[Stored data]

-- Opening Marker --

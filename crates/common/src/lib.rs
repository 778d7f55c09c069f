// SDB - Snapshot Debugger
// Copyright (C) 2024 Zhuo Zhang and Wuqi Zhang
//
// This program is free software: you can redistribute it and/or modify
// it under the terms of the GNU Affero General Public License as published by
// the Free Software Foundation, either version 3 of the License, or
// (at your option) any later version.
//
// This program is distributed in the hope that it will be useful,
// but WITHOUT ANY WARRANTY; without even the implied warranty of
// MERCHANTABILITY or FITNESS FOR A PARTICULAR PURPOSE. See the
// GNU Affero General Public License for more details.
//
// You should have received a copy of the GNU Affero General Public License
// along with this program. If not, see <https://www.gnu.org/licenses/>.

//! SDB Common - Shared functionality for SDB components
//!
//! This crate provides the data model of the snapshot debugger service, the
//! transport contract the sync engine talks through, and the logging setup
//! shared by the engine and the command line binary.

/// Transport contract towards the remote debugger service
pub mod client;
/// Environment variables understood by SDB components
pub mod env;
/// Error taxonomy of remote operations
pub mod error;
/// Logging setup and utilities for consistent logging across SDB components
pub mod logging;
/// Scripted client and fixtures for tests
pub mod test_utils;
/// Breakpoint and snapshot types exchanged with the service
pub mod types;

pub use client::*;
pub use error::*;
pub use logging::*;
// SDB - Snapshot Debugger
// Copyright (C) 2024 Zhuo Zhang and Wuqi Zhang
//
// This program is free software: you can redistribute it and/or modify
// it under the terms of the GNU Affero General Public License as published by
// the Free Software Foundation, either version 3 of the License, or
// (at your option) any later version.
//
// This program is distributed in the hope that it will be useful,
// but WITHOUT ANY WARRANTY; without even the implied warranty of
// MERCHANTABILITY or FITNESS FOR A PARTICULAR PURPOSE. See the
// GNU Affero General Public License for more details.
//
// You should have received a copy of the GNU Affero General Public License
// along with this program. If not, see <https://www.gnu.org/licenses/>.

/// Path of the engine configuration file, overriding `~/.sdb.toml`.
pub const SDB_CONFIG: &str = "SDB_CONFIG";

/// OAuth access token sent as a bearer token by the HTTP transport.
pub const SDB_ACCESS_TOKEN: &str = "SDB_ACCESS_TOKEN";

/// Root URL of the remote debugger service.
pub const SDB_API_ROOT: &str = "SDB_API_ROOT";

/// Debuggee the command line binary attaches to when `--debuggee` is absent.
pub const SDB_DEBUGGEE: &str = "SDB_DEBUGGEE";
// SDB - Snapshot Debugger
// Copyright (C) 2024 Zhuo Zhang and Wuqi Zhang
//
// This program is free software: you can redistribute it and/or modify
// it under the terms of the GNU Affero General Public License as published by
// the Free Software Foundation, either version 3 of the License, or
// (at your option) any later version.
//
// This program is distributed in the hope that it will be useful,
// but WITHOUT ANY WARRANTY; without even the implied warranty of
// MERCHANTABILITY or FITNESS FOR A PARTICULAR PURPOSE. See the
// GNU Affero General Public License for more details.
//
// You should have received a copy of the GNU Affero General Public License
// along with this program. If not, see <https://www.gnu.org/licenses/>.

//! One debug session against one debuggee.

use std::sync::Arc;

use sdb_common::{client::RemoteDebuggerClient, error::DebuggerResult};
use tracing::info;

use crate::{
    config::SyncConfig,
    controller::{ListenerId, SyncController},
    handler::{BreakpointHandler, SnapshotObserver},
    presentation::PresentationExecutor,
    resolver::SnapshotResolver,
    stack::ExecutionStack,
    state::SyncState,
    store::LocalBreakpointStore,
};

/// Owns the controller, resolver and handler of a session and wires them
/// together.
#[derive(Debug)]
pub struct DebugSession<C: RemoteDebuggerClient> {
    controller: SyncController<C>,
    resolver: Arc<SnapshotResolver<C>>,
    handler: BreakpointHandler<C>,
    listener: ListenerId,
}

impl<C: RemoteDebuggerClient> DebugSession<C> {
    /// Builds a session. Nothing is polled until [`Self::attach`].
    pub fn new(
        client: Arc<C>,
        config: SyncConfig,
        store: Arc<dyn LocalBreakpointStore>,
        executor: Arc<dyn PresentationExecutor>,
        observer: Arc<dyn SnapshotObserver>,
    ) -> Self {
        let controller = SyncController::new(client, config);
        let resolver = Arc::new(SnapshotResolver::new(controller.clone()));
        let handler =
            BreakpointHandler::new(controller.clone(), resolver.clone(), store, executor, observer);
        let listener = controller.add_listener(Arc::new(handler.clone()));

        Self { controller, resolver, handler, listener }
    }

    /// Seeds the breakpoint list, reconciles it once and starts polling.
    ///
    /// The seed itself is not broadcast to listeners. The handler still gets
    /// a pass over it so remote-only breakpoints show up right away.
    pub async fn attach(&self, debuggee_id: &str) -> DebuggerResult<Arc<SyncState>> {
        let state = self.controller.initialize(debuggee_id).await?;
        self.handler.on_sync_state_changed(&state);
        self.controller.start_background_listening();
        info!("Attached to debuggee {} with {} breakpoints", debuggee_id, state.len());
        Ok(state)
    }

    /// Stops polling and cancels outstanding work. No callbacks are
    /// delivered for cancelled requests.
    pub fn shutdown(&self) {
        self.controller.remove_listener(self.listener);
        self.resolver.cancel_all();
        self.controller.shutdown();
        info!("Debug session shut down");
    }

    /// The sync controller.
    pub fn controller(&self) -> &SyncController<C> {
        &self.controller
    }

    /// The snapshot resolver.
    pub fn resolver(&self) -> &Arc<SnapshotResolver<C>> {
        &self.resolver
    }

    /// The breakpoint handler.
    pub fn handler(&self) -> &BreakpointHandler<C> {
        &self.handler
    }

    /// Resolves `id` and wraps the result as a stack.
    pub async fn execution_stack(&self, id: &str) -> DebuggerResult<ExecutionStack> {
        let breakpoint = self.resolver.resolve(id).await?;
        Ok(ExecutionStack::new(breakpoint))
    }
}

-- Closing Marker --

Your task: Copy out the records once more, with nothing altered.

Task output:
filename crates/common/src/lib.rs
repository 778d7f55c09c069f
// SDB - Snapshot Debugger
// Copyright (C) 2024 Zhuo Zhang and Wuqi Zhang
//
// This program is free software: you can redistribute it and/or modify
// it under the terms of the GNU Affero General Public License as published by
// the Free Software Foundation, either version 3 of the License, or
// (at your option) any later version.
//
// This program is distributed in the hope that it will be useful,
// but WITHOUT ANY WARRANTY; without even the implied warranty of
// MERCHANTABILITY or FITNESS FOR A PARTICULAR PURPOSE. See the
// GNU Affero General Public License for more details.
//
// You should have received a copy of the GNU Affero General Public License
// along with this program. If not, see <https://www.gnu.org/licenses/>.

//! SDB Common - Shared functionality for SDB components
//!
//! This crate provides the data model of the snapshot debugger service, the
//! transport contract the sync engine talks through, and the logging setup
//! shared by the engine and the command line binary.

/// Transport contract towards the remote debugger service
pub mod client;
/// Environment variables understood by SDB components
pub mod env;
/// Error taxonomy of remote operations
pub mod error;
/// Logging setup and utilities for consistent logging across SDB components
pub mod logging;
/// Scripted client and fixtures for tests
pub mod test_utils;
/// Breakpoint and snapshot types exchanged with the service
pub mod types;

pub use client::*;
pub use error::*;
pub use logging::*;
// SDB - Snapshot Debugger
// Copyright (C) 2024 Zhuo Zhang and Wuqi Zhang
//
// This program is free software: you can redistribute it and/or modify
// it under the terms of the GNU Affero General Public License as published by
// the Free Software Foundation, either version 3 of the License, or
// (at your option) any later version.
//
// This program is distributed in the hope that it will be useful,
// but WITHOUT ANY WARRANTY; without even the implied warranty of
// MERCHANTABILITY or FITNESS FOR A PARTICULAR PURPOSE. See the
// GNU Affero General Public License for more details.
//
// You should have received a copy of the GNU Affero General Public License
// along with this program. If not, see <https://www.gnu.org/licenses/>.

/// Path of the engine configuration file, overriding `~/.sdb.toml`.
pub const SDB_CONFIG: &str = "SDB_CONFIG";

/// OAuth access token sent as a bearer token by the HTTP transport.
pub const SDB_ACCESS_TOKEN: &str = "SDB_ACCESS_TOKEN";

/// Root URL of the remote debugger service.
pub const SDB_API_ROOT: &str = "SDB_API_ROOT";

/// Debuggee the command line binary attaches to when `--debuggee` is absent.
pub const SDB_DEBUGGEE: &str = "SDB_DEBUGGEE";
// SDB - Snapshot Debugger
// Copyright (C) 2024 Zhuo Zhang and Wuqi Zhang
//
// This program is free software: you can redistribute it and/or modify
// it under the terms of the GNU Affero General Public License as published by
// the Free Software Foundation, either version 3 of the License, or
// (at your option) any later version.
//
// This program is distributed in the hope that it will be useful,
// but WITHOUT ANY WARRANTY; without even the implied warranty of
// MERCHANTABILITY or FITNESS FOR A PARTICULAR PURPOSE. See the
// GNU Affero General Public License for more details.
//
// You should have received a copy of the GNU Affero General Public License
// along with this program. If not, see <https://www.gnu.org/licenses/>.

//! One debug session against one debuggee.

use std::sync::Arc;

use sdb_common::{client::RemoteDebuggerClient, error::DebuggerResult};
use tracing::info;

use crate::{
    config::SyncConfig,
    controller::{ListenerId, SyncController},
    handler::{BreakpointHandler, SnapshotObserver},
    presentation::PresentationExecutor,
    resolver::SnapshotResolver,
    stack::ExecutionStack,
    state::SyncState,
    store::LocalBreakpointStore,
};

/// Owns the controller, resolver and handler of a session and wires them
/// together.
#[derive(Debug)]
pub struct DebugSession<C: RemoteDebuggerClient> {
    controller: SyncController<C>,
    resolver: Arc<SnapshotResolver<C>>,
    handler: BreakpointHandler<C>,
    listener: ListenerId,
}

impl<C: RemoteDebuggerClient> DebugSession<C> {
    /// Builds a session. Nothing is polled until [`Self::attach`].
    pub fn new(
        client: Arc<C>,
        config: SyncConfig,
        store: Arc<dyn LocalBreakpointStore>,
        executor: Arc<dyn PresentationExecutor>,
        observer: Arc<dyn SnapshotObserver>,
    ) -> Self {
        let controller = SyncController::new(client, config);
        let resolver = Arc::new(SnapshotResolver::new(controller.clone()));
        let handler =
            BreakpointHandler::new(controller.clone(), resolver.clone(), store, executor, observer);
        let listener = controller.add_listener(Arc::new(handler.clone()));

        Self { controller, resolver, handler, listener }
    }

    /// Seeds the breakpoint list, reconciles it once and starts polling.
    ///
    /// The seed itself is not broadcast to listeners. The handler still gets
    /// a pass over it so remote-only breakpoints show up right away.
    pub async fn attach(&self, debuggee_id: &str) -> DebuggerResult<Arc<SyncState>> {
        let state = self.controller.initialize(debuggee_id).await?;
        self.handler.on_sync_state_changed(&state);
        self.controller.start_background_listening();
        info!("Attached to debuggee {} with {} breakpoints", debuggee_id, state.len());
        Ok(state)
    }

    /// Stops polling and cancels outstanding work. No callbacks are
    /// delivered for cancelled requests.
    pub fn shutdown(&self) {
        self.controller.remove_listener(self.listener);
        self.resolver.cancel_all();
        self.controller.shutdown();
        info!("Debug session shut down");
    }

    /// The sync controller.
    pub fn controller(&self) -> &SyncController<C> {
        &self.controller
    }

    /// The snapshot resolver.
    pub fn resolver(&self) -> &Arc<SnapshotResolver<C>> {
        &self.resolver
    }

    /// The breakpoint handler.
    pub fn handler(&self) -> &BreakpointHandler<C> {
        &self.handler
    }

    /// Resolves `id` and wraps the result as a stack.
    pub async fn execution_stack(&self, id: &str) -> DebuggerResult<ExecutionStack> {
        let breakpoint = self.resolver.resolve(id).await?;
        Ok(ExecutionStack::new(breakpoint))
    }
}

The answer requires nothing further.